万年筆を伝統工芸の柄でデコる(津軽塗の模様をDIY!)

万年筆を使った遊び方を紹介するシリーズ!

第三弾は万年筆のデコレーションです。万年筆には様々な模様や柄があり、中には伝統工芸の技法を用いたものがあります。例えばWANCHERの「世界津軽塗万年筆」があります。かっこいいですよね!

今回、津軽漆の柄をDIYで万年筆にデコレーションしてみます

この記事を読むと分かること
・津軽塗とは?
・津軽漆の柄を自分でデコレーションしてみた結果
・難しかった点、楽しかった点

ちゃくま

どんな仕上がりになるか、、こうご期待!

目次

津軽塗の柄でデコレーションした万年筆

まずはデコった万年筆をご紹介します!

全体写真、柄の拡大写真

ベース使った万年筆:PILOT ペチットワン
製作時間:5時間(乾燥時間含まず)

重厚感のある黒色をベースに、金色・青・緑をがところどころ見え隠れします。
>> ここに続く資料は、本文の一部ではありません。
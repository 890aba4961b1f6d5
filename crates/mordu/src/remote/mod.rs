//! Remote authoritative store
//!
//! [`RemoteStore`] is the seam the sync engine and the HTTP routes depend on.
//! [`MongoRemote`] is the production implementation.

mod mongo;

#[cfg(test)]
pub(crate) mod memory;

pub use mongo::MongoRemote;

use async_trait::async_trait;
use serde::Serialize;
use std::collections::HashSet;

use crate::db::collections;
use crate::error::MorduResult;
use crate::models::{ChatSession, PaginatedResponse, Reading, Topic};

/// Which collection a record belongs to
#[derive(Debug, Clone, Copy, PartialEq, Eq, Hash, Serialize)]
#[serde(rename_all = "lowercase")]
pub enum RecordKind {
    Reading,
    Session,
}

impl RecordKind {
    pub fn collection(&self) -> &'static str {
        match self {
            RecordKind::Reading => collections::FORTUNES,
            RecordKind::Session => collections::CHATS,
        }
    }
}

/// Document counts per remote collection
#[derive(Debug, Clone, Copy, Default, PartialEq, Eq, Serialize)]
pub struct RemoteCounts {
    pub fortunes: u64,
    pub chats: u64,
}

#[async_trait]
pub trait RemoteStore: Send + Sync {
    /// Establish the connection, or verify an existing one
    async fn connect(&self) -> MorduResult<()>;

    /// Every origin-reference stored in the collection
    async fn local_ids(&self, kind: RecordKind) -> MorduResult<HashSet<String>>;

    async fn has_origin(&self, kind: RecordKind, local_id: &str) -> MorduResult<bool>;

    /// Insert a remote copy of a local reading keyed by its id.
    /// Fails with `Duplicate` when the origin-reference is already stored.
    async fn push_reading(&self, reading: &Reading) -> MorduResult<()>;

    async fn push_session(&self, session: &ChatSession) -> MorduResult<()>;

    async fn replace_reading(&self, reading: &Reading) -> MorduResult<bool>;

    async fn replace_session(&self, session: &ChatSession) -> MorduResult<bool>;

    async fn delete(&self, kind: RecordKind, id: &str) -> MorduResult<bool>;

    async fn delete_readings_by_subject(
        &self,
        name: &str,
        birthdate: &str,
        topic: Topic,
    ) -> MorduResult<u64>;

    async fn list_readings(&self, page: u64, limit: u64) -> MorduResult<PaginatedResponse<Reading>>;

    async fn get_reading(&self, id: &str) -> MorduResult<Option<Reading>>;

    async fn list_sessions(
        &self,
        user_id: &str,
        page: u64,
        limit: u64,
    ) -> MorduResult<PaginatedResponse<ChatSession>>;

    async fn get_session(&self, id: &str) -> MorduResult<Option<ChatSession>>;

    async fn counts(&self) -> MorduResult<RemoteCounts>;
}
全体に散らばったラメもよい雰囲気ですね!

元の万年筆(PILOTのペチットワン)との比較

横に置くとおなじフォルムであることが分かりますが、全くの別物に変身しました!元のペチットワンのキャップにはクリップがありましたが、津軽塗の柄とはマッチしないため切ってしまいました!

(ちなみに調べたところペチットワンは2025年3月現在、生産終了していました。。)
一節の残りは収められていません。